> WHAT IS EXPECTED: Return, from the material below, each line in which the word "outer" is present.

> THE RECORDS:
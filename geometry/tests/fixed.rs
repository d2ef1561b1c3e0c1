/*
 * This Source Code Form is subject to the terms of the Mozilla Public
 * License, v. 2.0. If a copy of the MPL was not distributed with this
 * file, You can obtain one at https://mozilla.org/MPL/2.0/.
 */

#![allow(clippy::all)] // Tests are lower priority to fix

use flo_geometry::*;

#[test]
fn fixed_from_int() {
    assert!(Fixed::from_int(3).unwrap() == Fixed(3 * 256));
    assert!(Fixed::from_int(-2).unwrap() == Fixed(-512));
}

#[test]
fn fixed_from_int_out_of_range() {
    assert!(Fixed::from_int(1 << 24) == Err(GeometryError::Limit));
    assert!(Fixed::from_int((1 << 23) - 1).is_ok());
}

#[test]
fn fixed_from_f64_rounds() {
    assert!(Fixed::from_f64(1.5).unwrap() == Fixed(384));
    assert!(Fixed::from_f64(0.001).unwrap() == Fixed(0));
    assert!(Fixed::from_f64(-0.25).unwrap() == Fixed(-64));
}

#[test]
fn fixed_from_f64_rejects_nan_and_huge() {
    assert!(Fixed::from_f64(f64::NAN) == Err(GeometryError::Limit));
    assert!(Fixed::from_f64(1.0e12) == Err(GeometryError::Limit));
}

#[test]
fn fixed_clamped_saturates() {
    assert!(Fixed::from_f64_clamped(1.0e12) == Fixed::MAX);
    assert!(Fixed::from_f64_clamped(-1.0e12) == Fixed::MIN);
    assert!(Fixed::from_f64_clamped(f64::NAN) == Fixed::ZERO);
}

#[test]
fn floor_and_ceiling() {
    let val = Fixed::from_f64(2.25).unwrap();

    assert!(val.floor() == Fixed::from_int(2).unwrap());
    assert!(val.ceiling() == Fixed::from_int(3).unwrap());
    assert!(val.rounded() == Fixed::from_int(2).unwrap());
}

#[test]
fn floor_of_negative_value() {
    let val = Fixed::from_f64(-0.5).unwrap();

    assert!(val.floor() == Fixed::from_int(-1).unwrap());
    assert!(val.ceiling() == Fixed::ZERO);
    assert!(val.to_int() == -1);
}

#[test]
fn rounding_halves_goes_up() {
    assert!(Fixed::from_f64(2.5).unwrap().rounded() == Fixed::from_int(3).unwrap());
    assert!(Fixed::from_f64(-2.5).unwrap().rounded() == Fixed::from_int(-2).unwrap());
}

#[test]
fn whole_values_are_unchanged_by_rounding() {
    let val = Fixed::from_int(7).unwrap();

    assert!(val.floor() == val);
    assert!(val.ceiling() == val);
    assert!(val.rounded() == val);
}

#[test]
fn checked_add_overflows() {
    assert!(Fixed::MAX.checked_add(Fixed::ONE) == Err(GeometryError::Limit));
    assert!(Fixed::ONE.checked_add(Fixed::ONE) == Ok(Fixed(512)));
}

#[test]
fn scale_exp2_up_and_down() {
    assert!(Fixed::ONE.scale_exp2(3).unwrap() == Fixed::from_int(8).unwrap());
    assert!(Fixed::from_int(8).unwrap().scale_exp2(-2).unwrap() == Fixed::from_int(2).unwrap());
    assert!(Fixed::from_int(1 << 20).unwrap().scale_exp2(4) == Err(GeometryError::Limit));
}

#[test]
fn same_half_pixel() {
    assert!(Fixed(10).same_half_pixel(Fixed(100)));
    assert!(!Fixed(100).same_half_pixel(Fixed(130)));
    assert!(Fixed(130).same_half_pixel(Fixed(255)));
}

#[test]
fn fixed_point_arithmetic() {
    let a = FixedPoint::from_int(3, 4).unwrap();
    let b = FixedPoint::from_int(1, -2).unwrap();

    assert!(a + b == FixedPoint::from_int(4, 2).unwrap());
    assert!(a - b == FixedPoint::from_int(2, 6).unwrap());
    assert!(-a == FixedPoint::from_int(-3, -4).unwrap());
    assert!(a.to_coord2() == Coord2(3.0, 4.0));
}

#[test]
fn rect_from_points_is_normalized() {
    let rect = FixedRect::from_points(FixedPoint::from_int(10, 2).unwrap(), FixedPoint::from_int(4, 8).unwrap());

    assert!(rect.p == FixedPoint::from_int(4, 2).unwrap());
    assert!(rect.q == FixedPoint::from_int(10, 8).unwrap());
    assert!(rect.width() == Fixed::from_int(6).unwrap());
}

#[test]
fn disjoint_rect_intersection_is_empty() {
    let a = FixedRect::from_points(FixedPoint::from_int(0, 0).unwrap(), FixedPoint::from_int(10, 10).unwrap());
    let b = FixedRect::from_points(FixedPoint::from_int(20, 20).unwrap(), FixedPoint::from_int(30, 30).unwrap());

    let overlap = a.intersection(&b);

    assert!(overlap.is_empty());
    assert!(overlap.p.x <= overlap.q.x && overlap.p.y <= overlap.q.y);
    assert!(!a.overlaps(&b));
}

#[test]
fn contained_rect() {
    let outer = FixedRect::from_points(FixedPoint::from_int(0, 0).unwrap(), FixedPoint::from_int(10, 10).unwrap());
    let inner = FixedRect::from_points(FixedPoint::from_int(2, 2).unwrap(), FixedPoint::from_int(8, 8).unwrap());

    assert!(outer.contains_rect(&inner));
    assert!(!inner.contains_rect(&outer));
    assert!(FixedRect::everything().contains_rect(&outer));
}

#[test]
fn pixel_bounds() {
    let rect    = FixedRect::new(FixedPoint::from_f64(0.5, 1.25).unwrap(), FixedPoint::from_f64(3.5, 4.0).unwrap());
    let pixels  = rect.to_pixel_bounds();

    assert!(pixels.p == FixedPoint::from_int(0, 1).unwrap());
    assert!(pixels.q == FixedPoint::from_int(4, 4).unwrap());
}

#[test]
fn operators_saturate_at_the_ends_of_the_range() {
    assert!(Fixed::MAX + Fixed::ONE == Fixed::MAX);
    assert!(Fixed::MIN - Fixed::ONE == Fixed::MIN);
    assert!(-Fixed::MIN == Fixed::MAX);

    let mut sum = Fixed::MAX;
    sum += Fixed::ONE;
    assert!(sum == Fixed::MAX);
}

#[test]
fn checked_point_difference_reports_overflow() {
    let far_left    = FixedPoint::from_int(-8_000_000, 0).unwrap();
    let far_right   = FixedPoint::from_int(8_000_000, 0).unwrap();

    assert!(far_right.checked_sub(far_left) == Err(GeometryError::Limit));
    assert!(far_right.offset_from(far_left) == Coord2(16_000_000.0, 0.0));

    let near = FixedPoint::from_int(3, 4).unwrap();
    assert!(near.checked_sub(FixedPoint::from_int(1, 1).unwrap()) == Ok(FixedPoint::from_int(2, 3).unwrap()));
}

#[test]
fn rectangle_covering_everything_has_the_largest_width() {
    let everything = FixedRect::everything();

    assert!(everything.width() == Fixed::MAX);
    assert!(everything.height() == Fixed::MAX);
}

> EXERCISE ANSWER:
    let outer = FixedRect::from_points(FixedPoint::from_int(0, 0).unwrap(), FixedPoint::from_int(10, 10).unwrap());
    assert!(outer.contains_rect(&inner));
    assert!(!inner.contains_rect(&outer));
    assert!(FixedRect::everything().contains_rect(&outer));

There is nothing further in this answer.